> Prompt
Filter the lines below, copying only those with the string "CanvasPlacement".

Top of Data for this task

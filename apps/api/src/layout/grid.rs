//! Grid Layout Engine: the single source of truth for letter placement.
//!
//! Both the interactive preview and the SVG exporter derive their geometry from
//! this module, so the two paths cannot drift apart.
//!
//! # Shape rules
//! - 1 letter  → 1×1, rendered at the large item size
//! - 2 letters → 2 columns, 1 row
//! - 3+ letters → 2 columns, `ceil(len / 2)` rows; an odd length leaves a
//!   trailing item that sits left-aligned in the last row
//!
//! All functions are pure and recompute from the word length on every call.

use serde::{Deserialize, Serialize};

use crate::flags::letter::Letter;

/// Native coordinate space of every glyph asset (square, in SVG user units).
pub const GLYPH_NATIVE_SIZE: f64 = 1080.0;

/// Item edge for a lone letter.
pub const SINGLE_ITEM_SIZE: u32 = 300;
/// Item edge when the word has two or more letters.
pub const GRID_ITEM_SIZE: u32 = 100;

// ────────────────────────────────────────────────────────────────────────────
// Types
// ────────────────────────────────────────────────────────────────────────────

#[derive(Debug, Clone, Copy, PartialEq, Eq, Serialize, Deserialize)]
pub struct GridSpec {
    pub columns: u32,
    pub rows: u32,
    pub has_odd_trailing_item: bool,
    pub single_letter: bool,
}

#[derive(Debug, Clone, Copy, PartialEq, Eq, Serialize)]
pub struct GridItem {
    pub letter: Letter,
    pub index: usize,
    pub row: u32,
    pub col: u32,
    pub is_trailing_odd: bool,
}

/// Pixel/user-unit sizing paired with a `GridSpec`.
#[derive(Debug, Clone, Copy, PartialEq, Eq, Serialize)]
pub struct ItemSizing {
    pub item_size: u32,
    pub container_width: u32,
    pub container_height: u32,
}

impl ItemSizing {
    pub fn for_spec(spec: &GridSpec) -> Self {
        let item_size = if spec.single_letter {
            SINGLE_ITEM_SIZE
        } else {
            GRID_ITEM_SIZE
        };
        Self {
            item_size,
            container_width: spec.columns * item_size,
            container_height: spec.rows * item_size,
        }
    }

    /// Scale factor mapping the glyph's native space onto one grid cell.
    pub fn glyph_scale(&self) -> f64 {
        f64::from(self.item_size) / GLYPH_NATIVE_SIZE
    }
}

// ────────────────────────────────────────────────────────────────────────────
// Core computation
// ────────────────────────────────────────────────────────────────────────────

/// Grid shape for a word of `length` letters. `length == 0` yields an empty 0×0 grid.
pub fn compute_grid_spec(length: usize) -> GridSpec {
    match length {
        0 => GridSpec {
            columns: 0,
            rows: 0,
            has_odd_trailing_item: false,
            single_letter: false,
        },
        1 => GridSpec {
            columns: 1,
            rows: 1,
            has_odd_trailing_item: false,
            single_letter: true,
        },
        2 => GridSpec {
            columns: 2,
            rows: 1,
            has_odd_trailing_item: false,
            single_letter: false,
        },
        _ => {
            let has_odd = length % 2 != 0;
            let full_rows = (length / 2) as u32;
            GridSpec {
                columns: 2,
                rows: full_rows + u32::from(has_odd),
                has_odd_trailing_item: has_odd,
                single_letter: false,
            }
        }
    }
}

/// Position of the item at `index` in a word of `length` letters.
///
/// The trailing odd item is pinned to column 0 of the last row; everything else
/// is row-major.
pub fn compute_item_position(letter: Letter, index: usize, length: usize, spec: &GridSpec) -> GridItem {
    let is_trailing_odd = spec.has_odd_trailing_item && index + 1 == length;
    let (row, col) = if is_trailing_odd {
        (spec.rows - 1, 0)
    } else {
        let columns = spec.columns.max(1) as usize;
        ((index / columns) as u32, (index % columns) as u32)
    };
    GridItem {
        letter,
        index,
        row,
        col,
        is_trailing_odd,
    }
}

/// Grid shape plus every item position for a word, in index order.
pub fn layout_letters(letters: &[Letter]) -> (GridSpec, Vec<GridItem>) {
    let spec = compute_grid_spec(letters.len());
    let items = letters
        .iter()
        .enumerate()
        .map(|(i, &l)| compute_item_position(l, i, letters.len(), &spec))
        .collect();
    (spec, items)
}

// ────────────────────────────────────────────────────────────────────────────
// Canvas placement
// ────────────────────────────────────────────────────────────────────────────

/// Grid centered on a square canvas of `canvas_size` units.
#[derive(Debug, Clone, Copy, PartialEq)]
pub struct CanvasPlacement {
    pub start_x: f64,
    pub start_y: f64,
    pub item_size: f64,
}

impl CanvasPlacement {
    pub fn centered(canvas_size: f64, sizing: &ItemSizing) -> Self {
        Self {
            start_x: (canvas_size - f64::from(sizing.container_width)) / 2.0,
            start_y: (canvas_size - f64::from(sizing.container_height)) / 2.0,
            item_size: f64::from(sizing.item_size),
        }
    }

    /// Top-left corner of `item` on the canvas. The trailing odd item hugs the left edge.
    pub fn origin_of(&self, item: &GridItem) -> (f64, f64) {
        let x = if item.is_trailing_odd {
            self.start_x
        } else {
            self.start_x + f64::from(item.col) * self.item_size
        };
        let y = self.start_y + f64::from(item.row) * self.item_size;
        (x, y)
    }
}

// ────────────────────────────────────────────────────────────────────────────
// Tests
// ────────────────────────────────────────────────────────────────────────────

#[cfg(test)]
mod tests {
    use super::*;
    use crate::flags::letter::Word;

    fn letters(s: &str) -> Vec<Letter> {
        Word::parse(s, 10).unwrap().letters().to_vec()
    }

    #[test]
    fn test_single_letter_spec() {
        let spec = compute_grid_spec(1);
        assert_eq!(spec.columns, 1);
        assert_eq!(spec.rows, 1);
        assert!(spec.single_letter);
        assert!(!spec.has_odd_trailing_item);
    }

    #[test]
    fn test_two_letters_one_row() {
        let spec = compute_grid_spec(2);
        assert_eq!((spec.columns, spec.rows), (2, 1));
        assert!(!spec.has_odd_trailing_item);
        assert!(!spec.single_letter);
    }

    #[test]
    fn test_three_letters_trailing_item_left_aligned() {
        let spec = compute_grid_spec(3);
        assert_eq!((spec.columns, spec.rows), (2, 2));
        assert!(spec.has_odd_trailing_item);

        let l = letters("T")[0];
        let item = compute_item_position(l, 2, 3, &spec);
        assert_eq!((item.row, item.col), (1, 0));
        assert!(item.is_trailing_odd);
    }

    #[test]
    fn test_four_letters_square() {
        let spec = compute_grid_spec(4);
        assert_eq!((spec.columns, spec.rows), (2, 2));
        assert!(!spec.has_odd_trailing_item);
    }

    #[test]
    fn test_five_letters() {
        let spec = compute_grid_spec(5);
        assert_eq!((spec.columns, spec.rows), (2, 3));
        assert!(spec.has_odd_trailing_item);

        let l = letters("E")[0];
        let item = compute_item_position(l, 4, 5, &spec);
        assert_eq!((item.row, item.col), (2, 0));
    }

    #[test]
    fn test_rows_cover_every_length() {
        for len in 3..=10 {
            let spec = compute_grid_spec(len);
            assert_eq!(spec.columns, 2);
            assert_eq!(spec.rows as usize, len.div_ceil(2), "len {len}");
            assert_eq!(spec.has_odd_trailing_item, len % 2 == 1);
        }
    }

    #[test]
    fn test_positions_are_unique_and_in_bounds() {
        for len in 1..=10 {
            let word: String = "ABCDEFGHIJ".chars().take(len).collect();
            let (spec, items) = layout_letters(&letters(&word));
            let mut seen = std::collections::HashSet::new();
            for item in &items {
                assert!(item.row < spec.rows && item.col < spec.columns);
                assert!(seen.insert((item.row, item.col)), "overlap at len {len}");
            }
            assert_eq!(items.len(), len);
        }
    }

    #[test]
    fn test_cat_positions() {
        let (spec, items) = layout_letters(&letters("CAT"));
        assert_eq!((spec.columns, spec.rows, spec.has_odd_trailing_item), (2, 2, true));
        let pos: Vec<(char, u32, u32)> = items
            .iter()
            .map(|i| (i.letter.as_char(), i.row, i.col))
            .collect();
        assert_eq!(pos, vec![('C', 0, 0), ('A', 0, 1), ('T', 1, 0)]);
    }

    #[test]
    fn test_sizing_policy() {
        let single = ItemSizing::for_spec(&compute_grid_spec(1));
        assert_eq!(single.item_size, 300);
        assert_eq!((single.container_width, single.container_height), (300, 300));

        let five = ItemSizing::for_spec(&compute_grid_spec(5));
        assert_eq!(five.item_size, 100);
        assert_eq!((five.container_width, five.container_height), (200, 300));
    }

    #[test]
    fn test_canvas_placement_centers_grid() {
        let (spec, items) = layout_letters(&letters("CAT"));
        let placement = CanvasPlacement::centered(1000.0, &ItemSizing::for_spec(&spec));
        assert_eq!((placement.start_x, placement.start_y), (400.0, 400.0));

        let origins: Vec<(f64, f64)> = items.iter().map(|i| placement.origin_of(i)).collect();
        assert_eq!(origins, vec![(400.0, 400.0), (500.0, 400.0), (400.0, 500.0)]);
    }

    #[test]
    fn test_canvas_placement_single_letter() {
        let (spec, items) = layout_letters(&letters("Z"));
        let placement = CanvasPlacement::centered(1000.0, &ItemSizing::for_spec(&spec));
        assert_eq!(placement.origin_of(&items[0]), (350.0, 350.0));
    }

    #[test]
    fn test_glyph_scale() {
        let sizing = ItemSizing::for_spec(&compute_grid_spec(2));
        assert_eq!(sizing.glyph_scale(), 100.0 / 1080.0);
    }
}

Bottom of Data for this task

> The answer
pub struct CanvasPlacement {
impl CanvasPlacement {
        let placement = CanvasPlacement::centered(1000.0, &ItemSizing::for_spec(&spec));
        let placement = CanvasPlacement::centered(1000.0, &ItemSizing::for_spec(&spec));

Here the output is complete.